WASHINGTON - SEPTEMBER 29:  Speaker of the Hou...Image by Getty Images via @daylife

By Dana Milbank
Wednesday, June 9, 2010; A02

For 17 months, anger at President Obama and congressional Democrats has been pooling on the left. On Tuesday morning, it spilled onto the floor of an Omni Shoreham ballroom and splashed all over House Speaker Nancy Pelosi.

The celebrated San Francisco liberal took the stage to greet what should have been a friendly audience: the annual gathering of progressive activists organized by the Campaign for America's Future.

Instead, Pelosi was eaten by her own.

Just three minutes into her speech -- right after she gave the triumphant news that "Change is here!" -- two men stood up and spread out a large pink banner in front of the podium demanding "Stop Funding Israel Terror."

At that moment, a wheelchair-bound woman named Carrie James began to scream from her table about 30 feet away: "I am not going to a nursing home!" At that cue, about 15 people in the crowd -- who, like James, wore orange T-shirts demanding "Community Choice Act Now" -- unfurled bedsheet banners and struck up a chant: "Our homes, not nursing homes!"

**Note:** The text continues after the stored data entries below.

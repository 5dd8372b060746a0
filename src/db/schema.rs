//! SQL DDL for the journal index.
//!
//! Defines the `chunks` table, the `chunks_vec` (vec0) table and
//! `schema_meta`. All DDL uses `IF NOT EXISTS` for idempotent initialization.

use rusqlite::Connection;

use crate::embedding::EMBEDDING_DIM;

const SCHEMA_SQL: &str = r#"
-- One row per stored record: embedded chunks and companion full entries
CREATE TABLE IF NOT EXISTS chunks (
    id TEXT PRIMARY KEY,
    source TEXT NOT NULL,
    chunk_index INTEGER,
    chunk_type TEXT NOT NULL CHECK(chunk_type IN ('full_entry','partial_entry')),
    content TEXT NOT NULL,
    metadata TEXT NOT NULL,
    indexed_at TEXT NOT NULL
);

CREATE INDEX IF NOT EXISTS idx_chunks_source ON chunks(source);
CREATE INDEX IF NOT EXISTS idx_chunks_source_type ON chunks(source, chunk_type);

CREATE TABLE IF NOT EXISTS schema_meta (
    key TEXT PRIMARY KEY,
    value TEXT NOT NULL
);
"#;

/// vec0 virtual table must be created separately (sqlite-vec syntax).
fn vec_table_sql() -> String {
    format!(
        "CREATE VIRTUAL TABLE IF NOT EXISTS chunks_vec USING vec0(
            id TEXT PRIMARY KEY,
            embedding FLOAT[{EMBEDDING_DIM}]
        );"
    )
}

/// Initialize all schema tables. Idempotent (uses IF NOT EXISTS).
pub fn init_schema(conn: &Connection) -> rusqlite::Result<()> {
    conn.execute_batch(SCHEMA_SQL)?;
    conn.execute_batch(&vec_table_sql())?;

    conn.execute(
        "INSERT OR IGNORE INTO schema_meta (key, value) VALUES ('schema_version', '1')",
        [],
    )?;

    Ok(())
}

#[cfg(test)]
mod tests {
    use super::*;

    #[test]
    fn schema_creates_all_tables() {
        crate::db::load_sqlite_vec();
        let conn = Connection::open_in_memory().unwrap();
        init_schema(&conn).unwrap();

        let tables: Vec<String> = conn
            .prepare("SELECT name FROM sqlite_master WHERE type='table' ORDER BY name")
            .unwrap()
            .query_map([], |row| row.get(0))
            .unwrap()
            .collect::<Result<Vec<_>, _>>()
            .unwrap();

        assert!(tables.contains(&"chunks".to_string()));
        assert!(tables.contains(&"chunks_vec".to_string()));
        assert!(tables.contains(&"schema_meta".to_string()));
    }

    #[test]
    fn schema_is_idempotent() {
        crate::db::load_sqlite_vec();
        let conn = Connection::open_in_memory().unwrap();
        init_schema(&conn).unwrap();
        init_schema(&conn).unwrap();
    }

    #[test]
    fn chunk_type_is_constrained() {
        crate::db::load_sqlite_vec();
        let conn = Connection::open_in_memory().unwrap();
        init_schema(&conn).unwrap();
        let result = conn.execute(
            "INSERT INTO chunks (id, source, chunk_index, chunk_type, content, metadata, indexed_at) \
             VALUES ('a_0', 'a.md', 0, 'sidebar', 'text', '{}', '2025-01-01T00:00:00Z')",
            [],
        );
        assert!(result.is_err());
    }
}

Bodyguards rushed forward and formed a six-person ring around Pelosi and the lectern. Leaders of the conference tried to take the speaker backstage until the disturbance could be quelled, but she brushed them off: "I'm not leaving. I'm not leaving," she said. "You have made your point. I'm going to give my speech over your voices."

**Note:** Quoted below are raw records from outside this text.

//! MCP `query_frontmatter` tool parameter definition.

use schemars::JsonSchema;
use serde::{Deserialize, Serialize};

/// Parameters for the `query_frontmatter` MCP tool.
#[derive(Debug, Serialize, Deserialize, JsonSchema)]
pub struct QueryFrontmatterParams {
    /// Frontmatter keys to extract. Defaults to `fields.default_fields`.
    #[schemars(
        description = "Frontmatter fields to extract, e.g. ['mood', 'anxiety', 'weight_kg']. Defaults to the configured field list."
    )]
    pub fields: Option<Vec<String>>,

    #[schemars(description = "Only include entries dated on or after this day (YYYY-MM-DD).")]
    pub start_date: Option<String>,

    #[schemars(description = "Only include entries dated on or before this day (YYYY-MM-DD).")]
    pub end_date: Option<String>,

    /// Include per-field count/min/max/avg.
    #[schemars(
        description = "If true, include numeric statistics (count, min, max, avg) for each field. Ranges like '4-6' count as their midpoint."
    )]
    pub stats: Option<bool>,

    #[schemars(description = "Output format: 'json' (default), 'csv' or 'table'.")]
    pub format: Option<String>,
}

And she did, for an excruciating half-hour. The hecklers screamed themselves hoarse, dominating Pelosi's speech through her concluding lines: "I want to say thank you to Campaign for America's Future for your relentlessness, for your dissatisfaction, for your impatience. That's what I see every day in my district."

Political movements tend to unravel gradually, but on Tuesday this one seemed to be imploding in real time. As the "tea party" right has gained strength, Obama's hope-and-change left has faded. The frustration has crystallized at the gathering this week of demoralized activists.

At Monday's opening session, attendance was sparse: 10 empty tables and about 200 empty chairs. "Progressives have grown ever more dissatisfied, and for good reason," Robert Borosage, the conference organizer, said at the start. "Our hopes or illusions were shattered: escalation in Afghanistan, retreat on Guantanamo, no movement on worker rights or comprehensive immigration reform, dithering on 'don't ask, don't tell,' reverses on choice, delay on climate change and new energy."

After a musical break that included the Rolling Stones' "(I Can't Get No) Satisfaction," Borosage's co-director, Roger Hickey, took up the complaint. "Larry Summers and Tim Geithner and Rahm Emanuel don't see themselves as part of a movement, and we often see them as part of a problem," he said.

Up next, Darcy Burner of ProgressCongress.org accused Obama of "split the baby" politics and complained that some liberal leaders had sold out for invitations to "White House cocktail parties."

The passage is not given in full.